◆ Records to process
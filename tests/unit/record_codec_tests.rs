//! Unit tests for `RecordCodec` framing.
//!
//! Covers terminator handling, partial delivery, the size bound at and one
//! byte over the limit, and the final unterminated record at EOF.

use bytes::BytesMut;
use tokio_util::codec::Decoder;

use fingerprint_worker::protocol::codec::{RecordCodec, DEFAULT_MAX_RECORD_BYTES};
use fingerprint_worker::AppError;

#[test]
fn default_bound_is_fifty_mebibytes() {
    let codec = RecordCodec::default();
    assert_eq!(codec.max_record_bytes(), DEFAULT_MAX_RECORD_BYTES);
    assert_eq!(DEFAULT_MAX_RECORD_BYTES, 52_428_800);
}

#[test]
fn single_record_is_returned_without_terminator() {
    let mut codec = RecordCodec::new();
    let mut buf = BytesMut::from("{\"id\":\"r1\"}\n");

    let record = codec
        .decode(&mut buf)
        .expect("decode must succeed")
        .expect("a complete record must be returned");

    assert_eq!(&record[..], b"{\"id\":\"r1\"}");
    assert!(buf.is_empty(), "the terminator must be consumed");
}

#[test]
fn batched_records_are_each_returned() {
    let mut codec = RecordCodec::new();
    let mut buf = BytesMut::from("first\nsecond\n");

    let first = codec.decode(&mut buf).expect("first decode").expect("first record");
    let second = codec.decode(&mut buf).expect("second decode").expect("second record");
    let third = codec.decode(&mut buf).expect("third decode");

    assert_eq!(&first[..], b"first");
    assert_eq!(&second[..], b"second");
    assert!(third.is_none(), "no further records must be present");
}

#[test]
fn partial_record_is_buffered_until_newline() {
    let mut codec = RecordCodec::new();
    let mut buf = BytesMut::from("{\"id\":");

    let pending = codec.decode(&mut buf).expect("partial decode must not error");
    assert!(pending.is_none(), "partial record must not be emitted");

    buf.extend_from_slice(b"\"r1\"}\n");
    let record = codec
        .decode(&mut buf)
        .expect("decode after newline")
        .expect("complete record");
    assert_eq!(&record[..], b"{\"id\":\"r1\"}");
}

#[test]
fn carriage_return_before_newline_is_dropped() {
    let mut codec = RecordCodec::new();
    let mut buf = BytesMut::from("windows\r\nunix\n");

    let first = codec.decode(&mut buf).expect("decode").expect("record");
    let second = codec.decode(&mut buf).expect("decode").expect("record");

    assert_eq!(&first[..], b"windows");
    assert_eq!(&second[..], b"unix");
}

#[test]
fn empty_line_is_an_empty_record() {
    let mut codec = RecordCodec::new();
    let mut buf = BytesMut::from("\n");

    let record = codec.decode(&mut buf).expect("decode").expect("record");
    assert!(record.is_empty());
}

#[test]
fn record_of_exactly_the_bound_is_accepted() {
    let mut codec = RecordCodec::with_max_record_bytes(8);
    let mut buf = BytesMut::from("12345678\n");

    let record = codec.decode(&mut buf).expect("bound-sized record must decode");
    assert_eq!(record.as_deref(), Some(&b"12345678"[..]));
}

#[test]
fn bound_sized_record_with_crlf_is_accepted() {
    let mut codec = RecordCodec::with_max_record_bytes(8);
    let mut buf = BytesMut::from("12345678\r\n");

    let record = codec.decode(&mut buf).expect("terminator is not counted");
    assert_eq!(record.as_deref(), Some(&b"12345678"[..]));
}

#[test]
fn record_one_byte_over_the_bound_is_rejected() {
    let mut codec = RecordCodec::with_max_record_bytes(8);
    let mut buf = BytesMut::from("123456789\n");

    match codec.decode(&mut buf) {
        Err(AppError::Framing(msg)) => assert!(
            msg.contains("record too long"),
            "error must mention 'record too long', got: {msg}"
        ),
        other => panic!("expected Err(AppError::Framing), got: {other:?}"),
    }
}

#[test]
fn unterminated_oversize_record_fails_before_newline_arrives() {
    let mut codec = RecordCodec::with_max_record_bytes(8);

    let mut buf = BytesMut::from("123456789");
    let pending = codec.decode(&mut buf).expect("could still end in \\r\\n");
    assert!(pending.is_none());

    buf.extend_from_slice(b"0");
    let result = codec.decode(&mut buf);
    assert!(
        matches!(result, Err(AppError::Framing(_))),
        "oversize record must fail without waiting for a newline, got: {result:?}"
    );
}

#[test]
fn final_record_without_newline_is_returned_at_eof() {
    let mut codec = RecordCodec::new();
    let mut buf = BytesMut::from("done\nlast");

    let first = codec.decode_eof(&mut buf).expect("decode_eof").expect("record");
    let last = codec.decode_eof(&mut buf).expect("decode_eof").expect("record");
    let end = codec.decode_eof(&mut buf).expect("decode_eof");

    assert_eq!(&first[..], b"done");
    assert_eq!(&last[..], b"last");
    assert!(end.is_none(), "empty buffer at EOF must end the stream");
}

#[test]
fn oversize_final_record_is_rejected_at_eof() {
    let mut codec = RecordCodec::with_max_record_bytes(4);
    let mut buf = BytesMut::from("12345");

    let result = codec.decode_eof(&mut buf);
    assert!(matches!(result, Err(AppError::Framing(_))), "got: {result:?}");
}

#[test]
fn invalid_utf8_is_passed_through_as_bytes() {
    let mut codec = RecordCodec::new();
    let mut buf = BytesMut::from(&[0xff_u8, 0xfe, b'\n'][..]);

    let record = codec
        .decode(&mut buf)
        .expect("framing must not validate UTF-8")
        .expect("record");
    assert_eq!(&record[..], &[0xff, 0xfe]);
}
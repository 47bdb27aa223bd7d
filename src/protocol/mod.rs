//! Line-delimited JSON protocol spoken on stdin/stdout.
//!
//! - `codec`: byte-record framing with a configurable size bound.
//! - `request`: request decoding, body resolution and header normalization.
//! - `response`: the response sum type and its single-line encoding.

pub mod codec;
pub mod request;
pub mod response;

pub use request::{HeaderMap, Request};
pub use response::{Outcome, Response};
//! Unit tests for `SignatureEngine` matching against the embedded dataset
//! and small purpose-built datasets.

use fingerprint_worker::fingerprint::{
    Fingerprinter, SignatureDataset, SignatureEngine, TechnologySet,
};
use fingerprint_worker::protocol::HeaderMap;

fn embedded() -> SignatureEngine {
    SignatureEngine::embedded().expect("embedded dataset must compile")
}

fn engine_from(json: &str) -> SignatureEngine {
    let dataset = SignatureDataset::from_json_str(json).expect("test dataset parses");
    SignatureEngine::from_dataset(&dataset).expect("test dataset compiles")
}

fn headers(pairs: &[(&str, &str)]) -> HeaderMap {
    let mut map = HeaderMap::new();
    for (name, value) in pairs {
        map.entry((*name).to_owned())
            .or_default()
            .push((*value).to_owned());
    }
    map
}

fn set(names: &[&str]) -> TechnologySet {
    names.iter().map(|name| (*name).to_owned()).collect()
}

#[test]
fn embedded_engine_is_not_empty() {
    let engine = embedded();
    assert!(!engine.is_empty());
    assert_eq!(
        engine.len(),
        SignatureDataset::embedded().expect("embedded").len(),
        "every embedded technology must be compiled"
    );
}

#[test]
fn wordpress_script_detects_platform_and_library() {
    let body = br#"<script src="/wp-includes/js/jquery.js"></script>"#;

    let detected = embedded().fingerprint(&HeaderMap::new(), body);

    assert_eq!(detected, set(&["MySQL", "PHP", "WordPress", "jQuery"]));
}

#[test]
fn server_header_reports_version() {
    let detected = embedded().fingerprint(&headers(&[("Server", "nginx/1.25.3")]), b"");

    assert_eq!(detected, set(&["Nginx:1.25.3"]));
}

#[test]
fn header_names_are_case_insensitive() {
    let detected = embedded().fingerprint(&headers(&[("SERVER", "nginx")]), b"");

    assert_eq!(detected, set(&["Nginx"]));
}

#[test]
fn multiple_header_values_are_joined() {
    let detected = embedded().fingerprint(
        &headers(&[
            ("Via", "1.1 varnish"),
            ("Via", "1.1 abc123.cloudfront.net (CloudFront)"),
        ]),
        b"",
    );

    assert_eq!(
        detected,
        set(&["Amazon CloudFront", "Amazon Web Services", "Varnish"])
    );
}

#[test]
fn cookies_are_read_from_set_cookie() {
    let detected = embedded().fingerprint(
        &headers(&[("Set-Cookie", "PHPSESSID=abc123; path=/; HttpOnly")]),
        b"",
    );

    assert_eq!(detected, set(&["PHP"]));
}

#[test]
fn meta_generator_reports_version() {
    let body = br#"<html><head><meta name="generator" content="WordPress 6.4.2"></head></html>"#;

    let detected = embedded().fingerprint(&HeaderMap::new(), body);

    assert_eq!(detected, set(&["MySQL", "PHP", "WordPress:6.4.2"]));
}

#[test]
fn implied_technologies_are_added_transitively() {
    let detected = embedded().fingerprint(&headers(&[("Server", "openresty/1.21.4.1")]), b"");

    assert_eq!(detected, set(&["Lua", "Nginx", "OpenResty:1.21.4.1"]));
}

#[test]
fn nothing_is_detected_for_empty_input() {
    assert!(embedded().fingerprint(&HeaderMap::new(), b"").is_empty());
}

#[test]
fn repeated_calls_return_the_same_set() {
    let engine = embedded();
    let request_headers = headers(&[("X-Powered-By", "Express"), ("Server", "cloudflare")]);
    let body = br#"<div id="__nuxt"></div><script src="/_nuxt/app.js"></script>"#;

    let first = engine.fingerprint(&request_headers, body);
    let second = engine.fingerprint(&request_headers, body);

    assert_eq!(first, second);
    assert!(first.contains("Nuxt.js"));
    assert!(first.contains("Cloudflare"));
}

#[test]
fn non_utf8_body_is_matched_lossily() {
    let mut body = vec![0xff, 0xfe];
    body.extend_from_slice(br#"<script src="https://cdn.shopify.com/s/app.js"></script>"#);

    let detected = embedded().fingerprint(&HeaderMap::new(), &body);

    assert!(detected.contains("Shopify"), "got: {detected:?}");
}

#[test]
fn version_ternary_picks_branch_from_capture() {
    let engine = engine_from(
        r#"{"apps":{"Edition":{"html":"edition-(pro)?\\;version:\\1?Pro:Free"}}}"#,
    );

    assert_eq!(
        engine.fingerprint(&HeaderMap::new(), b"edition-pro"),
        set(&["Edition:Pro"])
    );
    assert_eq!(
        engine.fingerprint(&HeaderMap::new(), b"edition-"),
        set(&["Edition:Free"])
    );
}

#[test]
fn unknown_directives_are_ignored() {
    let engine = engine_from(
        r#"{"apps":{"Acme":{"html":["acme-widget\\;confidence:50"],"implies":"Acme Runtime\\;confidence:25"}}}"#,
    );

    let detected = engine.fingerprint(&HeaderMap::new(), b"<div class=acme-widget>");

    assert_eq!(detected, set(&["Acme", "Acme Runtime"]));
}

#[test]
fn empty_header_pattern_matches_presence() {
    let engine = engine_from(r#"{"apps":{"Acme":{"headers":{"X-Acme":""}}}}"#);

    assert_eq!(
        engine.fingerprint(&headers(&[("x-acme", "")]), b""),
        set(&["Acme"])
    );
    assert!(engine.fingerprint(&HeaderMap::new(), b"").is_empty());
}

#[test]
fn invalid_patterns_are_skipped_without_disabling_the_technology() {
    let engine = engine_from(
        r#"{"apps":{"Acme":{"html":["(unclosed"],"headers":{"X-Acme":"^yes$"}}}}"#,
    );

    assert_eq!(engine.len(), 1);
    assert_eq!(
        engine.fingerprint(&headers(&[("X-Acme", "yes")]), b"(unclosed"),
        set(&["Acme"])
    );
}

#[test]
fn cookie_header_pairs_are_all_considered() {
    let engine = engine_from(r#"{"apps":{"Acme":{"cookies":{"acme_session":""}}}}"#);

    let detected = engine.fingerprint(&headers(&[("Cookie", "theme=dark; acme_session=42")]), b"");

    assert_eq!(detected, set(&["Acme"]));
}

◆ Task prompt
Find the string "Free" in the data. Report each line it appears in.

◆ Answer for this exercise
        r#"{"apps":{"Edition":{"html":"edition-(pro)?\\;version:\\1?Pro:Free"}}}"#,
        set(&["Edition:Free"])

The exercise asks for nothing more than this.